The amount of shock at the result is illustrative of the idea that the world around us can be exactly the opposite of what we believe it to be -- or want it to be.
get lonely and need more interaction: join a sports team (the fun leagues, eg indoor soccer or intramural ice hockey), join a pickup game, go to weekly yoga or art classes, form a trivia group, hang out with friends, live in a coop.
there are many hobbies i wouldn't necessarily roll into a career. friendship and human contact is one of them. work for me is about loading my weekly design ideas and code changes into the "RAM" of my brain and getting into the flow. there is plenty of time around that to schedule meaningful human interaction, which is usually meaningful precisely because it isn't professional work interactions. i never try to code while interacting with others, though i do like to work in RAM while doing solitary things like swimming or falling asleep.
I work from home and I find everything around me to be a constant distraction. I can't wait for the day when I can afford an office, wake up in the morning and actually go to work, as opposed to the 2ft commute, or better yet, not have to work at all :)
Writing freelance from San Francisco is pretty satisfying for me when I have clients in New York. I can at least get a lot of the busywork of answering email out of the way by 9 AM.
I have a theory that there's two types of programmers: The ones who interrupt others, and the ones who get interrupted.
The interrupters have a more social-oriented personality hate working at home.
The ones like me who always seem to be getting interrupted, prefer working at home because we find all our solutions the hard way, Googling and experimenting, and would only ask someone else as a last resort. So we get much more done from home.
Where the discipline comes in is in working a full day, since often you can get done in 3 hours what would take you a full day in the office.

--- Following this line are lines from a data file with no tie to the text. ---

//! String helpers: trimming and length limits

use crate::errors::ValidationError;

/// Characters stripped from both ends of submitted text. Other Unicode
/// spaces such as U+00A0 are kept; NUL and vertical tab are stripped.
const TRIMMED_CHARS: &[char] = &[' ', '\t', '\n', '\r', '\0', '\x0B'];

/// Trim surrounding whitespace; blank input counts as not supplied
pub fn trimmed(raw: &str) -> Option<&str> {
    let text = raw.trim_matches(TRIMMED_CHARS);
    if text.is_empty() {
        None
    } else {
        Some(text)
    }
}

/// Length is measured in bytes of the UTF-8 encoding
pub fn validate_max_length(s: &str, max: usize, label: &str) -> Result<(), ValidationError> {
    if s.len() <= max {
        Ok(())
    } else {
        Err(ValidationError::too_long(label, max))
    }
}
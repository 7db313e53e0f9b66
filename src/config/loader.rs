//! Configuration loading from disk and the environment.

use std::fs;
use std::path::Path;
use thiserror::Error;

use crate::config::schema::ProxyConfig;
use crate::config::validation::ValidationError;

/// Environment variable overriding `auth.username`.
pub const ENV_USERNAME: &str = "PROXY_USERNAME";
/// Environment variable overriding `auth.password`.
pub const ENV_PASSWORD: &str = "PROXY_PASSWORD";
/// Environment variable overriding `listener.port`.
pub const ENV_PORT: &str = "PROXY_PORT";

/// Error type for configuration loading.
#[derive(Debug, Error)]
pub enum ConfigError {
    #[error("IO error: {0}")]
    Io(#[from] std::io::Error),

    #[error("Parse error: {0}")]
    Parse(#[from] toml::de::Error),

    #[error("Invalid value for {var}: {value:?}")]
    Env { var: &'static str, value: String },

    #[error("Validation failed: {}", join_errors(.0))]
    Validation(Vec<ValidationError>),
}

fn join_errors(errors: &[ValidationError]) -> String {
    errors
        .iter()
        .map(ToString::to_string)
        .collect::<Vec<_>>()
        .join(", ")
}

/// Parse a TOML file without validating it.
pub fn read_config(path: &Path) -> Result<ProxyConfig, ConfigError> {
    let content = fs::read_to_string(path)?;
    Ok(toml::from_str(&content)?)
}

/// Apply `PROXY_*` overrides from the process environment.
pub fn apply_env(config: &mut ProxyConfig) -> Result<(), ConfigError> {
    apply_env_from(config, |var| std::env::var(var).ok())
}

/// Apply `PROXY_*` overrides using `lookup` to read variables.
///
/// Unset and empty variables leave the current value in place.
pub fn apply_env_from<F>(config: &mut ProxyConfig, lookup: F) -> Result<(), ConfigError>
where
    F: Fn(&str) -> Option<String>,
{
    let get = |var: &str| lookup(var).filter(|value| !value.is_empty());

    if let Some(username) = get(ENV_USERNAME) {
        config.auth.username = username;
    }
    if let Some(password) = get(ENV_PASSWORD) {
        config.auth.password = password;
    }
    if let Some(port) = get(ENV_PORT) {
        config.listener.port = port
            .trim()
            .parse()
            .map_err(|_| ConfigError::Env { var: ENV_PORT, value: port })?;
    }
    Ok(())
}
//! Forward proxy binary.
//!
//! # Architecture Overview
//!
//! ```text
//!                         ┌────────────────────────────────────────────┐
//!                         │                FORWARD PROXY               │
//!                         │                                            │
//!     Client Request      │  ┌─────────┐   ┌─────────┐   ┌──────────┐  │
//!     ────────────────────┼─▶│   net   │──▶│  http   │──▶│ dispatch │  │
//!                         │  │listener │   │ server  │   └────┬─────┘  │
//!                         │  └─────────┘   └─────────┘        │        │
//!                         │                     ┌─────────────┴──┐     │
//!                         │                     ▼                ▼     │
//!                         │               ┌──────────┐    ┌──────────┐ │
//!                         │               │  relay   │    │  tunnel  │─┼──── Target
//!                         │               │ (plain)  │────┼──────────┼─┼──── Origin
//!                         │               └──────────┘    └──────────┘ │
//!                         │                                            │
//!                         │  Cross-cutting: config, security (auth),   │
//!                         │  observability, lifecycle                  │
//!                         └────────────────────────────────────────────┘
//! ```

use clap::Parser;
use std::net::SocketAddr;
use std::path::PathBuf;

use forward_proxy::config::{apply_env, read_config, validate_config, ConfigError, ProxyConfig};
use forward_proxy::http::HttpServer;
use forward_proxy::lifecycle::{shutdown_on_signal, Shutdown};
use forward_proxy::net::Listener;
use forward_proxy::observability::{logging, metrics};

#[derive(Parser)]
#[command(name = "forward-proxy")]
#[command(about = "Authenticating HTTP forward proxy with CONNECT tunnelling", long_about = None)]
struct Cli {
    /// TOML configuration file
    #[arg(short, long)]
    config: Option<PathBuf>,

    /// Address to listen on
    #[arg(long)]
    host: Option<String>,

    /// Port to listen on (overrides PROXY_PORT)
    #[arg(short, long)]
    port: Option<u16>,

    /// Log level used when RUST_LOG is unset
    #[arg(long)]
    log_level: Option<String>,
}

impl Cli {
    fn apply(&self, config: &mut ProxyConfig) {
        if let Some(host) = &self.host {
            config.listener.host = host.clone();
        }
        if let Some(port) = self.port {
            config.listener.port = port;
        }
        if let Some(level) = &self.log_level {
            config.observability.log_level = level.clone();
        }
    }
}

fn load(cli: &Cli) -> Result<ProxyConfig, ConfigError> {
    let mut config = match &cli.config {
        Some(path) => read_config(path)?,
        None => ProxyConfig::default(),
    };
    apply_env(&mut config)?;
    cli.apply(&mut config);
    validate_config(&config).map_err(ConfigError::Validation)?;
    Ok(config)
}

#[tokio::main]
async fn main() -> Result<(), Box<dyn std::error::Error>> {
    let cli = Cli::parse();
    let config = load(&cli)?;

    logging::init_logging(&config.observability)?;

    tracing::info!("forward-proxy v{} starting", env!("CARGO_PKG_VERSION"));
    tracing::info!(
        max_connections = config.listener.max_connections,
        connect_timeout_secs = config.timeouts.connect_secs,
        request_timeout_secs = config.timeouts.request_secs,
        "Configuration loaded"
    );

    if config.observability.metrics_enabled {
        let addr: SocketAddr = config.observability.metrics_address.parse()?;
        metrics::init_metrics(addr);
    }

    let listener = Listener::bind(&config.listener).await?;
    let port = config.listener.port;

    let shutdown = Shutdown::new();
    let server = HttpServer::new(config, shutdown.clone());

    let identity = server.state().authenticator.identity();
    tracing::info!(
        port,
        username = %identity.username(),
        password = %identity.masked_password(),
        "Proxy credentials configured"
    );

    tokio::spawn(shutdown_on_signal(shutdown));
    server.run(listener).await?;

    tracing::info!("Shutdown complete");
    Ok(())
}
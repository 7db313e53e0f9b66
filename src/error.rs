//! Error types for request relaying.

use axum::http::{HeaderValue, StatusCode};
use axum::response::{IntoResponse, Response};
use thiserror::Error;

use crate::http::response;

/// Everything that can end a proxied request early.
///
/// The `Display` text is for logs. Clients only ever see the fixed
/// diagnostic from [`ProxyError::client_message`].
#[derive(Debug, Error)]
pub enum ProxyError {
    /// Any credential problem. Deliberately carries no reason.
    #[error("proxy authentication required")]
    AuthRequired { challenge: HeaderValue },

    #[error("upstream request to {target} failed: {reason}")]
    UpstreamUnreachable { target: String, reason: String },

    #[error("tunnel dial to {target} failed: {reason}")]
    TunnelDial { target: String, reason: String },

    #[error("connection does not support takeover")]
    TransportUnsupported,

    #[error("cannot build outbound request: {0}")]
    RequestConstruction(String),

    /// Mid-flight I/O failure; logged, never turned into a status.
    #[error("stream copy failed: {0}")]
    StreamCopy(#[from] std::io::Error),
}

impl ProxyError {
    pub fn status(&self) -> StatusCode {
        match self {
            ProxyError::AuthRequired { .. } => StatusCode::PROXY_AUTHENTICATION_REQUIRED,
            ProxyError::UpstreamUnreachable { .. } | ProxyError::TunnelDial { .. } => {
                StatusCode::BAD_GATEWAY
            }
            ProxyError::TransportUnsupported
            | ProxyError::RequestConstruction(_)
            | ProxyError::StreamCopy(_) => StatusCode::INTERNAL_SERVER_ERROR,
        }
    }

    pub fn client_message(&self) -> &'static str {
        match self {
            ProxyError::AuthRequired { .. } => "Proxy Authentication Required",
            ProxyError::UpstreamUnreachable { .. } => "Error making proxy request",
            ProxyError::TunnelDial { .. } => "Error connecting to destination",
            ProxyError::TransportUnsupported => "Hijacking not supported",
            ProxyError::RequestConstruction(_) => "Error creating proxy request",
            ProxyError::StreamCopy(_) => "Stream interrupted",
        }
    }
}

impl IntoResponse for ProxyError {
    fn into_response(self) -> Response {
        let mut response = response::plain_text(self.status(), self.client_message());
        if let ProxyError::AuthRequired { challenge } = self {
            response
                .headers_mut()
                .insert(axum::http::header::PROXY_AUTHENTICATE, challenge);
        }
        response
    }
}
//! Plain HTTP relaying through a running proxy.

use reqwest::StatusCode;
use std::sync::atomic::Ordering;

mod common;

use common::{authed_client, client_via, spawn_proxy, start_echo_origin, test_config};

#[tokio::test]
async fn test_relays_every_method() {
    let (origin, hits) = start_echo_origin().await;
    let proxy = spawn_proxy(test_config()).await;
    let client = authed_client(proxy.addr);

    for method in ["GET", "POST", "PUT", "DELETE", "PATCH"] {
        let method = reqwest::Method::from_bytes(method.as_bytes()).unwrap();
        let res = client
            .request(method.clone(), format!("http://{origin}/items/7"))
            .body("payload")
            .send()
            .await
            .unwrap();

        let expected = if method == reqwest::Method::POST {
            StatusCode::CREATED
        } else {
            StatusCode::OK
        };
        assert_eq!(res.status(), expected, "{method}");
        let body = res.text().await.unwrap();
        assert!(body.starts_with(&format!("method: {method}\npath: /items/7\n")), "{body}");
        assert!(body.contains("body-length: 7\n"), "{body}");
    }

    assert_eq!(hits.load(Ordering::SeqCst), 5);
    proxy.stop().await;
}

#[tokio::test]
async fn test_missing_credentials_get_challenge() {
    let (origin, hits) = start_echo_origin().await;
    let proxy = spawn_proxy(test_config()).await;
    let client = client_via(proxy.addr, None);

    for method in ["GET", "POST", "PUT", "DELETE"] {
        let method = reqwest::Method::from_bytes(method.as_bytes()).unwrap();
        let res = client
            .request(method.clone(), format!("http://{origin}/"))
            .body("payload")
            .send()
            .await
            .unwrap();
        assert_eq!(res.status(), StatusCode::PROXY_AUTHENTICATION_REQUIRED, "{method}");
        assert_eq!(
            res.headers().get("proxy-authenticate").unwrap(),
            "Basic realm=\"Proxy Server\""
        );
        assert_eq!(res.text().await.unwrap(), "Proxy Authentication Required");
    }

    assert_eq!(hits.load(Ordering::SeqCst), 0, "origin must not be contacted");
    proxy.stop().await;
}

#[tokio::test]
async fn test_wrong_password_rejected() {
    let (origin, hits) = start_echo_origin().await;
    let proxy = spawn_proxy(test_config()).await;
    let client = client_via(proxy.addr, Some((common::USERNAME, "not-the-password")));

    let res = client.get(format!("http://{origin}/")).send().await.unwrap();
    assert_eq!(res.status(), StatusCode::PROXY_AUTHENTICATION_REQUIRED);
    assert_eq!(hits.load(Ordering::SeqCst), 0);
    proxy.stop().await;
}

#[tokio::test]
async fn test_custom_realm_in_challenge() {
    let mut config = test_config();
    config.auth.realm = "Corp Egress".to_string();
    let proxy = spawn_proxy(config).await;
    let client = client_via(proxy.addr, None);

    let res = client.get("http://127.0.0.1:1/").send().await.unwrap();
    assert_eq!(
        res.headers().get("proxy-authenticate").unwrap(),
        "Basic realm=\"Corp Egress\""
    );
    proxy.stop().await;
}

#[tokio::test]
async fn test_unreachable_origin_is_bad_gateway() {
    let target = common::unused_addr().await;
    let proxy = spawn_proxy(test_config()).await;
    let client = authed_client(proxy.addr);

    let res = client.get(format!("http://{target}/")).send().await.unwrap();
    assert_eq!(res.status(), StatusCode::BAD_GATEWAY);
    assert_eq!(res.text().await.unwrap(), "Error making proxy request");
    proxy.stop().await;
}

#[tokio::test]
async fn test_proxy_headers_stripped_and_others_forwarded() {
    let (origin, _) = start_echo_origin().await;
    let proxy = spawn_proxy(test_config()).await;
    let client = authed_client(proxy.addr);

    let res = client
        .get(format!("http://{origin}/headers"))
        .header("Proxy-Connection", "keep-alive")
        .header("X-Request-Tag", "alpha")
        .header("Accept", "text/plain")
        .send()
        .await
        .unwrap();
    assert_eq!(res.status(), StatusCode::OK);

    let body = res.text().await.unwrap().to_ascii_lowercase();
    assert!(!body.contains("proxy-authorization"), "{body}");
    assert!(!body.contains("proxy-connection"), "{body}");
    assert!(body.contains("x-request-tag: alpha\n"), "{body}");
    assert!(body.contains("accept: text/plain\n"), "{body}");
    assert!(body.contains(&format!("host: {origin}\n")), "{body}");
    proxy.stop().await;
}

#[tokio::test]
async fn test_response_headers_passed_through() {
    let (origin, _) = start_echo_origin().await;
    let proxy = spawn_proxy(test_config()).await;
    let client = authed_client(proxy.addr);

    let res = client.get(format!("http://{origin}/")).send().await.unwrap();
    assert_eq!(res.headers().get("x-origin").unwrap(), "echo");
    let multi: Vec<_> = res
        .headers()
        .get_all("x-multi")
        .iter()
        .map(|v| v.to_str().unwrap().to_string())
        .collect();
    assert_eq!(multi, vec!["a", "b"]);
    proxy.stop().await;
}

#[tokio::test]
async fn test_large_bodies_stream_both_ways() {
    let (origin, _) = start_echo_origin().await;
    let proxy = spawn_proxy(test_config()).await;
    let client = authed_client(proxy.addr);

    let upload = vec![b'u'; common::LARGE_BODY_LEN];
    let res = client
        .post(format!("http://{origin}/upload"))
        .body(upload)
        .send()
        .await
        .unwrap();
    assert_eq!(res.status(), StatusCode::CREATED);
    let body = res.text().await.unwrap();
    assert!(
        body.contains(&format!("body-length: {}\n", common::LARGE_BODY_LEN)),
        "{body}"
    );

    let res = client
        .get(format!("http://{origin}/large"))
        .send()
        .await
        .unwrap();
    assert_eq!(res.status(), StatusCode::OK);
    let bytes = res.bytes().await.unwrap();
    assert_eq!(bytes.len(), common::LARGE_BODY_LEN);
    assert!(bytes.iter().all(|&b| b == b'x'));
    proxy.stop().await;
}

I totally agree that people are generally more on one side of that spectrum or the other. That said, the problem with way too many organizations and methodologies is that they don't take into account that it's not a static thing -- i.e., to be productive as a team requires a balance of both. Periods where there's little to no interruptions and periods of high-interactions.
Alas, one very key facet is that the majority of managers tend towards the extreme of the interrupter end of the spectrum.
As a segue, I've always found it interesting that a lot of the best CEO's actually get up really early in the morning so that they can get a few hours of "real" work done before jumping into the over-scheduled, interrupting rest of the day.
Re: Full days work
This is another area where the Taylor-istic mindset has completely corrupted notions of "work".
Reminds me of the study of taxi drivers. A lot of them worked backwards from what they wanted/needed to make each month to come up with the number that they needed to make day. Then, they'd usually work until they hit that number and then go home. But, that completely misses the burstiness of the business -- some days you're in the zone and cranking while other days it's a waste because things are dead. They could make more money by working long days when the pickings are good.
For whatever it's worth, my working from home schedule was almost exactly the same as yours - Maury included.
I also feel like I am far more productive when working from home. Partially due to the lack of interruptions as well as the fact that my home office has been built specifically for the the exercise of writing software.